Гневом закипели боярские сердца, когда Строганов передал им свой разговор с Кольцом.
– Что делать, бояре, – говорил он, – больше задерживать вас не буду, уходите дальше, сами видите, что это черт, а не человек, с ним каши не сваришь, пойдет вправду в Москву, плохо нам всем будет.
– Черт бы его взял, – ворчали бояре, – пропал бы он вместе со своим разбойником-атаманом и с Сибирью этой проклятой!
Но делать было нечего, нужно было отправляться, начались сборы, повеселел Кольцо, приободрился.
«Только бы выйти отсюда, – думал он, – а там волей-неволей придется идти и зимой; авось Бог милостив, к весне доплетемся».
Чем веселее делался Кольцо, тем угрюмее и мрачнее становились бояре. Чуть не с ненавистью глядели они на хлопотавшего Ивана Ивановича.
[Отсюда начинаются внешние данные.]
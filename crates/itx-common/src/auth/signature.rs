//! Ed25519 request signature verification
//!
//! The platform signs every HTTPS delivery over `timestamp || body` and sends the
//! hex signature and the timestamp in two headers.

use ed25519_dalek::{Signature, VerifyingKey, PUBLIC_KEY_LENGTH, SIGNATURE_LENGTH};

use crate::error::ClientError;

/// Header carrying the hex-encoded signature
pub const SIGNATURE_HEADER: &str = "X-Signature-Ed25519";
/// Header carrying the signed timestamp
pub const TIMESTAMP_HEADER: &str = "X-Signature-Timestamp";

/// Verifies signed deliveries against the application's public key
#[derive(Debug, Clone)]
pub struct SignatureVerifier {
    key: VerifyingKey,
}

impl SignatureVerifier {
    /// Build a verifier from the hex public key shown in the developer portal
    pub fn from_hex(public_key: &str) -> Result<Self, ClientError> {
        let bytes = hex::decode(public_key.trim())
            .map_err(|e| ClientError::InvalidPublicKey(e.to_string()))?;
        let bytes: [u8; PUBLIC_KEY_LENGTH] = bytes.try_into().map_err(|bytes: Vec<u8>| {
            ClientError::InvalidPublicKey(format!(
                "expected {PUBLIC_KEY_LENGTH} bytes, got {}",
                bytes.len()
            ))
        })?;
        let key = VerifyingKey::from_bytes(&bytes)
            .map_err(|e| ClientError::InvalidPublicKey(e.to_string()))?;

        Ok(Self { key })
    }

    pub fn from_key(key: VerifyingKey) -> Self {
        Self { key }
    }

    /// Check a delivery's signature
    ///
    /// Returns `false` for missing, malformed or non-matching signatures.
    pub fn verify(&self, signature_hex: &str, timestamp: &str, body: &[u8]) -> bool {
        if signature_hex.is_empty() || timestamp.is_empty() {
            return false;
        }

        let Ok(bytes) = hex::decode(signature_hex) else {
            return false;
        };
        let Ok(bytes) = <[u8; SIGNATURE_LENGTH]>::try_from(bytes) else {
            return false;
        };

        // The top three bits of S must be clear for a canonical signature
        if bytes[SIGNATURE_LENGTH - 1] & 0b1110_0000 != 0 {
            return false;
        }

        let signature = Signature::from_bytes(&bytes);

        let mut message = Vec::with_capacity(timestamp.len() + body.len());
        message.extend_from_slice(timestamp.as_bytes());
        message.extend_from_slice(body);

        self.key.verify_strict(&message, &signature).is_ok()
    }
}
Сборы продолжались несколько дней, наконец наступил и день отправления.
Медленно, неохотно двинулся отряд в путь. Все были недовольны, все ворчали и намеренно сторонились Ивана Ивановича, но последний не обращал на это никакого внимания, он держал себя особняком, его только и радовало, что с каждым днем расстояние до Сибири сокращалось. А дни становились все короче и короче, все меньше делались переходы, приходилось раньше останавливаться на ночлег и позднее выступать в поход, о дневках нечего было и думать – негде было приютиться. На ночь обыкновенно останавливались в лесу, раскладывали костры и спали неспокойным сном, каждую минуту ожидая беды и нападения бродивших еще вогуличей или же диких зверей, которых было в изобилии.
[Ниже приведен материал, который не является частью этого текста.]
//! Handler contexts
//!
//! Each handler receives the decoded interaction together with its responder
//! and the REST collaborator for edits and follow-ups. Contexts are cheap to
//! clone.

use itx_common::ClientResult;
use itx_core::{
    Attachment, CommandData, CommandOptionValue, ComponentData, Interaction, InteractionResponse,
    Member, Message, MessageData, ModalData, ModalForm, PartialChannel, Role, Snowflake, User,
};
use itx_rest::{RestHandler, RestHandlerExt};
use serde_json::Value;
use std::sync::Arc;

use crate::responder::Responder;

/// Reply operations shared by every context
macro_rules! reply_operations {
    ($ty:ident) => {
        impl $ty {
            pub fn interaction(&self) -> &Interaction {
                &self.interaction
            }

            pub fn id(&self) -> Snowflake {
                self.interaction.id
            }

            pub fn guild_id(&self) -> Option<Snowflake> {
                self.interaction.guild_id
            }

            pub fn channel_id(&self) -> Option<Snowflake> {
                self.interaction.channel_id
            }

            /// Shard that delivered the interaction; `None` over HTTPS
            pub fn shard_id(&self) -> Option<u16> {
                self.interaction.shard_id
            }

            pub fn invoker(&self) -> Option<&User> {
                self.interaction.invoker()
            }

            pub fn responder(&self) -> &Arc<dyn Responder> {
                &self.responder
            }

            /// Send an arbitrary initial response
            pub async fn respond(&self, response: InteractionResponse) -> ClientResult<()> {
                self.responder.send(response).await
            }

            pub async fn send_reply(&self, content: impl Into<String>, ephemeral: bool) -> ClientResult<()> {
                let data = MessageData::text(content);
                let data = if ephemeral { data.ephemeral() } else { data };
                self.send_message(data).await
            }

            pub async fn send_message(&self, data: MessageData) -> ClientResult<()> {
                self.respond(InteractionResponse::message(data)).await
            }

            pub async fn send_modal(&self, form: ModalForm) -> ClientResult<()> {
                self.respond(InteractionResponse::modal(form)).await
            }

            /// Edit the initial response (or the deferred placeholder)
            pub async fn edit_reply(&self, data: MessageData) -> ClientResult<()> {
                self.rest
                    .edit_original_response(self.interaction.application_id, &self.interaction.token, &data)
                    .await?;
                Ok(())
            }

            pub async fn delete_reply(&self) -> ClientResult<()> {
                self.rest
                    .delete_original_response(self.interaction.application_id, &self.interaction.token)
                    .await?;
                Ok(())
            }

            pub async fn send_follow_up(&self, data: MessageData) -> ClientResult<Message> {
                let message = self
                    .rest
                    .create_follow_up(self.interaction.application_id, &self.interaction.token, &data)
                    .await?;
                Ok(message)
            }

            pub async fn edit_follow_up(&self, message_id: Snowflake, data: MessageData) -> ClientResult<()> {
                self.rest
                    .edit_follow_up(
                        self.interaction.application_id,
                        &self.interaction.token,
                        message_id,
                        &data,
                    )
                    .await?;
                Ok(())
            }

            pub async fn delete_follow_up(&self, message_id: Snowflake) -> ClientResult<()> {
                self.rest
                    .delete_follow_up(self.interaction.application_id, &self.interaction.token, message_id)
                    .await?;
                Ok(())
            }
        }

        impl std::fmt::Debug for $ty {
            fn fmt(&self, f: &mut std::fmt::Formatter<'_>) -> std::fmt::Result {
                f.debug_struct(stringify!($ty))
                    .field("interaction_id", &self.interaction.id)
                    .field("data", &self.data)
                    .finish_non_exhaustive()
            }
        }
    };
}

/// Context of a slash, user or message command (and of its autocomplete)
#[derive(Clone)]
pub struct CommandContext {
    interaction: Arc<Interaction>,
    data: Arc<CommandData>,
    responder: Arc<dyn Responder>,
    rest: Arc<dyn RestHandler>,
}

reply_operations!(CommandContext);

impl CommandContext {
    pub fn new(
        interaction: Arc<Interaction>,
        data: CommandData,
        responder: Arc<dyn Responder>,
        rest: Arc<dyn RestHandler>,
    ) -> Self {
        Self {
            interaction,
            data: Arc::new(data),
            responder,
            rest,
        }
    }

    /// Command data; for subcommands the name is `parent@child` and the
    /// options are the subcommand's own
    pub fn data(&self) -> &CommandData {
        &self.data
    }

    pub fn name(&self) -> &str {
        &self.data.name
    }

    /// Acknowledge now and reply later through [`Self::edit_reply`]
    pub async fn defer(&self, ephemeral: bool) -> ClientResult<()> {
        self.respond(InteractionResponse::deferred_message(ephemeral))
            .await
    }

    pub fn option_value(&self, name: &str) -> Option<&Value> {
        self.data
            .options
            .iter()
            .find(|option| option.name == name)
            .and_then(|option| option.value.as_ref())
    }

    /// Option the user is typing into; only set during autocomplete
    pub fn focused_option(&self) -> Option<&CommandOptionValue> {
        self.data.options.iter().find(|option| option.focused)
    }

    pub fn resolve_user(&self, id: Snowflake) -> Option<&User> {
        self.data.resolved.users.get(&id)
    }

    /// Resolved member with its user record attached
    pub fn resolve_member(&self, id: Snowflake) -> Option<Member> {
        let mut member = self.data.resolved.members.get(&id)?.clone();
        if member.user.is_none() {
            member.user = self.resolve_user(id).cloned();
        }
        Some(member)
    }

    pub fn resolve_role(&self, id: Snowflake) -> Option<&Role> {
        self.data.resolved.roles.get(&id)
    }

    pub fn resolve_channel(&self, id: Snowflake) -> Option<&PartialChannel> {
        self.data.resolved.channels.get(&id)
    }

    /// Target of a message context-menu command
    pub fn resolve_message(&self, id: Snowflake) -> Option<&Message> {
        self.data.resolved.messages.get(&id)
    }

    pub fn resolve_attachment(&self, id: Snowflake) -> Option<&Attachment> {
        self.data.resolved.attachments.get(&id)
    }
}

/// Context of a button or select menu interaction
#[derive(Clone)]
pub struct ComponentContext {
    interaction: Arc<Interaction>,
    data: Arc<ComponentData>,
    responder: Arc<dyn Responder>,
    rest: Arc<dyn RestHandler>,
}

reply_operations!(ComponentContext);

impl ComponentContext {
    pub fn new(
        interaction: Arc<Interaction>,
        data: ComponentData,
        responder: Arc<dyn Responder>,
        rest: Arc<dyn RestHandler>,
    ) -> Self {
        Self {
            interaction,
            data: Arc::new(data),
            responder,
            rest,
        }
    }

    pub fn data(&self) -> &ComponentData {
        &self.data
    }

    pub fn custom_id(&self) -> &str {
        &self.data.custom_id
    }

    /// Selected values of a select menu
    pub fn values(&self) -> &[String] {
        &self.data.values
    }

    /// Acknowledge without changing the message
    pub async fn acknowledge(&self) -> ClientResult<()> {
        self.respond(InteractionResponse::deferred_update()).await
    }

    /// Replace the message the component is attached to
    pub async fn update_message(&self, data: MessageData) -> ClientResult<()> {
        self.respond(InteractionResponse::update_message(data)).await
    }
}

/// Context of a modal submission
#[derive(Clone)]
pub struct ModalContext {
    interaction: Arc<Interaction>,
    data: Arc<ModalData>,
    responder: Arc<dyn Responder>,
    rest: Arc<dyn RestHandler>,
}

reply_operations!(ModalContext);

impl ModalContext {
    pub fn new(
        interaction: Arc<Interaction>,
        data: ModalData,
        responder: Arc<dyn Responder>,
        rest: Arc<dyn RestHandler>,
    ) -> Self {
        Self {
            interaction,
            data: Arc::new(data),
            responder,
            rest,
        }
    }

    pub fn data(&self) -> &ModalData {
        &self.data
    }

    pub fn custom_id(&self) -> &str {
        &self.data.custom_id
    }

    pub fn input_value(&self, custom_id: &str) -> Option<&str> {
        self.data.input_value(custom_id)
    }

    pub async fn acknowledge(&self) -> ClientResult<()> {
        self.respond(InteractionResponse::deferred_update()).await
    }
}
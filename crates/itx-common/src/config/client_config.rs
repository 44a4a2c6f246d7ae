//! Client configuration structs
//!
//! Loads configuration from environment variables (and a `.env` file when present).

use itx_core::Intents;
use serde::Deserialize;
use std::env;
use std::time::Duration;

/// Main client configuration
#[derive(Debug, Clone, Deserialize)]
pub struct ClientConfig {
    pub app: AppSettings,
    pub bot: BotConfig,
    pub http: HttpConfig,
    pub rest: RestConfig,
    pub gateway: GatewayConfig,
}

/// General application settings
#[derive(Debug, Clone, Deserialize)]
pub struct AppSettings {
    #[serde(default)]
    pub env: Environment,
}

/// Environment type
#[derive(Debug, Clone, Copy, PartialEq, Eq, Deserialize, Default)]
#[serde(rename_all = "lowercase")]
pub enum Environment {
    #[default]
    Development,
    Staging,
    Production,
}

impl Environment {
    #[must_use]
    pub fn is_production(&self) -> bool {
        matches!(self, Self::Production)
    }

    fn parse(s: &str) -> Option<Self> {
        match s.to_lowercase().as_str() {
            "production" => Some(Self::Production),
            "staging" => Some(Self::Staging),
            "development" => Some(Self::Development),
            _ => None,
        }
    }
}

/// Bot credentials
#[derive(Clone, Deserialize)]
pub struct BotConfig {
    pub token: String,
    /// Hex ed25519 key; only needed for the HTTPS transport
    #[serde(default)]
    pub public_key: Option<String>,
}

// Keep the token out of logs
impl std::fmt::Debug for BotConfig {
    fn fmt(&self, f: &mut std::fmt::Formatter<'_>) -> std::fmt::Result {
        f.debug_struct("BotConfig")
            .field("token", &"<redacted>")
            .field("public_key", &self.public_key)
            .finish()
    }
}

/// HTTPS interaction endpoint configuration
#[derive(Debug, Clone, Deserialize)]
pub struct HttpConfig {
    #[serde(default = "default_host")]
    pub host: String,
    #[serde(default = "default_port")]
    pub port: u16,
    #[serde(default = "default_path")]
    pub path: String,
    #[serde(default = "default_max_body_bytes")]
    pub max_body_bytes: usize,
    #[serde(default = "default_response_deadline_ms")]
    pub response_deadline_ms: u64,
}

impl HttpConfig {
    #[must_use]
    pub fn address(&self) -> String {
        format!("{}:{}", self.host, self.port)
    }

    #[must_use]
    pub fn response_deadline(&self) -> Duration {
        Duration::from_millis(self.response_deadline_ms)
    }
}

impl Default for HttpConfig {
    fn default() -> Self {
        Self {
            host: default_host(),
            port: default_port(),
            path: default_path(),
            max_body_bytes: default_max_body_bytes(),
            response_deadline_ms: default_response_deadline_ms(),
        }
    }
}

/// REST collaborator configuration
#[derive(Debug, Clone, Deserialize)]
pub struct RestConfig {
    #[serde(default = "default_api_base_url")]
    pub api_base_url: String,
    #[serde(default = "default_max_retries")]
    pub max_retries: u8,
    #[serde(default = "default_rest_timeout_ms")]
    pub timeout_ms: u64,
}

impl RestConfig {
    #[must_use]
    pub fn timeout(&self) -> Duration {
        Duration::from_millis(self.timeout_ms)
    }
}

impl Default for RestConfig {
    fn default() -> Self {
        Self {
            api_base_url: default_api_base_url(),
            max_retries: default_max_retries(),
            timeout_ms: default_rest_timeout_ms(),
        }
    }
}

/// Shard fleet configuration
#[derive(Debug, Clone, Deserialize)]
pub struct GatewayConfig {
    #[serde(default)]
    pub intents: Intents,
    /// 0 means "use the platform's recommendation"
    #[serde(default)]
    pub shard_count: u16,
    #[serde(default = "default_identify_spacing_ms")]
    pub identify_spacing_ms: u64,
}

impl GatewayConfig {
    #[must_use]
    pub fn identify_spacing(&self) -> Duration {
        Duration::from_millis(self.identify_spacing_ms)
    }
}

impl Default for GatewayConfig {
    fn default() -> Self {
        Self {
            intents: Intents::empty(),
            shard_count: 0,
            identify_spacing_ms: default_identify_spacing_ms(),
        }
    }
}

// Default value functions
fn default_host() -> String {
    "127.0.0.1".to_string()
}

fn default_port() -> u16 {
    8080
}

fn default_path() -> String {
    "/".to_string()
}

fn default_max_body_bytes() -> usize {
    1024 * 1024 // 1 MiB
}

fn default_response_deadline_ms() -> u64 {
    2900
}

fn default_api_base_url() -> String {
    "https://discord.com/api/v10".to_string()
}

fn default_max_retries() -> u8 {
    3
}

fn default_rest_timeout_ms() -> u64 {
    3000
}

fn default_identify_spacing_ms() -> u64 {
    5000
}

impl ClientConfig {
    /// Configuration with defaults for everything but the credentials
    pub fn new(token: impl Into<String>, public_key: Option<String>) -> Self {
        Self {
            app: AppSettings {
                env: Environment::default(),
            },
            bot: BotConfig {
                token: token.into(),
                public_key,
            },
            http: HttpConfig::default(),
            rest: RestConfig::default(),
            gateway: GatewayConfig::default(),
        }
    }

    /// Load configuration from environment variables
    ///
    /// # Errors
    /// Returns an error if `BOT_TOKEN` is missing or a value cannot be parsed
    pub fn from_env() -> Result<Self, ConfigError> {
        // Load .env file if present (ignore errors if not found)
        let _ = dotenvy::dotenv();

        Self::from_lookup(|key| env::var(key).ok())
    }

    /// Load configuration through an arbitrary variable lookup
    pub fn from_lookup<F>(lookup: F) -> Result<Self, ConfigError>
    where
        F: Fn(&str) -> Option<String>,
    {
        fn parsed<T: std::str::FromStr>(
            lookup: &impl Fn(&str) -> Option<String>,
            key: &'static str,
            default: impl FnOnce() -> T,
        ) -> Result<T, ConfigError> {
            match lookup(key) {
                Some(raw) => raw
                    .trim()
                    .parse()
                    .map_err(|_| ConfigError::InvalidValue(key, raw)),
                None => Ok(default()),
            }
        }

        let env = match lookup("APP_ENV") {
            Some(raw) => {
                Environment::parse(&raw).ok_or(ConfigError::InvalidValue("APP_ENV", raw))?
            }
            None => Environment::default(),
        };

        Ok(Self {
            app: AppSettings { env },
            bot: BotConfig {
                token: lookup("BOT_TOKEN")
                    .filter(|token| !token.trim().is_empty())
                    .ok_or(ConfigError::MissingVar("BOT_TOKEN"))?,
                public_key: lookup("PUBLIC_KEY"),
            },
            http: HttpConfig {
                host: lookup("HTTP_HOST").unwrap_or_else(default_host),
                port: parsed(&lookup, "HTTP_PORT", default_port)?,
                path: lookup("HTTP_PATH").unwrap_or_else(default_path),
                max_body_bytes: parsed(&lookup, "MAX_BODY_BYTES", default_max_body_bytes)?,
                response_deadline_ms: parsed(
                    &lookup,
                    "RESPONSE_DEADLINE_MS",
                    default_response_deadline_ms,
                )?,
            },
            rest: RestConfig {
                api_base_url: lookup("API_BASE_URL").unwrap_or_else(default_api_base_url),
                max_retries: parsed(&lookup, "REST_MAX_RETRIES", default_max_retries)?,
                timeout_ms: parsed(&lookup, "REST_TIMEOUT_MS", default_rest_timeout_ms)?,
            },
            gateway: GatewayConfig {
                intents: Intents::from_bits_retain(parsed(&lookup, "GATEWAY_INTENTS", || 0)?),
                shard_count: parsed(&lookup, "SHARD_COUNT", || 0)?,
                identify_spacing_ms: parsed(
                    &lookup,
                    "IDENTIFY_SPACING_MS",
                    default_identify_spacing_ms,
                )?,
            },
        })
    }

    /// Public key required by the HTTPS transport
    pub fn require_public_key(&self) -> Result<&str, ConfigError> {
        self.bot
            .public_key
            .as_deref()
            .filter(|key| !key.is_empty())
            .ok_or(ConfigError::MissingVar("PUBLIC_KEY"))
    }
}

/// Configuration errors
#[derive(Debug, thiserror::Error)]
pub enum ConfigError {
    #[error("Missing required environment variable: {0}")]
    MissingVar(&'static str),

    #[error("Invalid value for {0}: {1}")]
    InvalidValue(&'static str, String),
}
Скучен был этот поход, не мог он сравниться с походом Ермака. Тогда шел Иван Иванович с другом, с товарищами, всех соединяло братское чувство, теперь же вместо удальцов-казаков плелись безучастные к походу стрельцы, Кольцо был совершенно одинок.
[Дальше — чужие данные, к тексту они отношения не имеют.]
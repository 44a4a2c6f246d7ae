//! Fakes shared by the dispatch tests

use async_trait::async_trait;
use itx_core::{Interaction, InteractionType};
use itx_rest::{Method, RestError, RestHandler};
use parking_lot::Mutex;
use serde_json::{json, Value};
use std::collections::HashMap;
use std::time::Duration;

#[derive(Debug, Clone, PartialEq)]
pub(crate) struct RecordedCall {
    pub(crate) method: Method,
    pub(crate) route: String,
    pub(crate) body: Option<Value>,
}

/// Records every request and answers with canned bodies per route
#[derive(Default)]
pub(crate) struct RecordingRest {
    calls: Mutex<Vec<RecordedCall>>,
    responses: Mutex<HashMap<String, Value>>,
}

impl RecordingRest {
    pub(crate) fn respond(&self, route: &str, body: Value) {
        self.responses.lock().insert(route.to_string(), body);
    }

    pub(crate) fn calls(&self) -> Vec<RecordedCall> {
        self.calls.lock().clone()
    }

    /// Poll until at least `count` calls were recorded
    pub(crate) async fn wait_for_calls(&self, count: usize) -> Vec<RecordedCall> {
        for _ in 0..200 {
            let calls = self.calls();
            if calls.len() >= count {
                return calls;
            }
            tokio::time::sleep(Duration::from_millis(5)).await;
        }
        panic!("expected {count} REST calls, got {:?}", self.calls());
    }
}

#[async_trait]
impl RestHandler for RecordingRest {
    async fn request(
        &self,
        method: Method,
        route: &str,
        body: Option<Value>,
    ) -> Result<Vec<u8>, RestError> {
        self.calls.lock().push(RecordedCall {
            method,
            route: route.to_string(),
            body,
        });

        match self.responses.lock().get(route) {
            Some(body) => Ok(serde_json::to_vec(body)?),
            None => Ok(Vec::new()),
        }
    }
}

/// Guild interaction with id 1001, application 2002 and token `tok`
pub(crate) fn interaction(kind: InteractionType, data: Value) -> Interaction {
    serde_json::from_value(json!({
        "id": "1001",
        "application_id": "2002",
        "type": kind.as_u8(),
        "token": "tok",
        "version": 1,
        "guild_id": "3003",
        "channel_id": "3004",
        "member": {
            "user": {"id": "4004", "username": "ann"},
            "roles": [],
            "permissions": "8"
        },
        "data": data
    }))
    .unwrap()
}

pub(crate) fn command_interaction(name: &str, options: Value) -> Interaction {
    interaction(
        InteractionType::ApplicationCommand,
        json!({"id": "5005", "name": name, "type": 1, "options": options}),
    )
}

pub(crate) fn component_interaction(custom_id: &str) -> Interaction {
    interaction(
        InteractionType::MessageComponent,
        json!({"custom_id": custom_id, "component_type": 2}),
    )
}

pub(crate) fn modal_interaction(custom_id: &str, input_id: &str, value: &str) -> Interaction {
    interaction(
        InteractionType::ModalSubmit,
        json!({
            "custom_id": custom_id,
            "components": [{
                "type": 1,
                "components": [{"type": 4, "custom_id": input_id, "value": value}]
            }]
        }),
    )
}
Наступили морозы, все сильнее делались они, а там повалил и снег, ропот между стрельцами начал усиливаться, холод и голод стали давать себя чувствовать. Кольцо и сам стал призадумываться, видя, что идти дальше невозможно.
«Ну да не беда, – думалось ему, – как-никак, а больше половины пути прошли, теперь хоть и зазимовать можно».
Между тем бояре вели между собою толки об остановке, они видели, что люди измучились, появились среди них и хворые, нужно было дать отдых, и отдых продолжительный, при этом им невольно вспоминалось привольное житье у Строгановых, и еще пуще закипала досада и злость на Кольцо. Они уже не боялись его, знали, что теперь в Москву ему не воротиться.
Показался Урал, уж близок он, еще день-другой, и они достигнут его.
«Эх, кабы еще недельки две, перевалить бы нам за Урал, а там уж и дома», – мечтал Кольцо.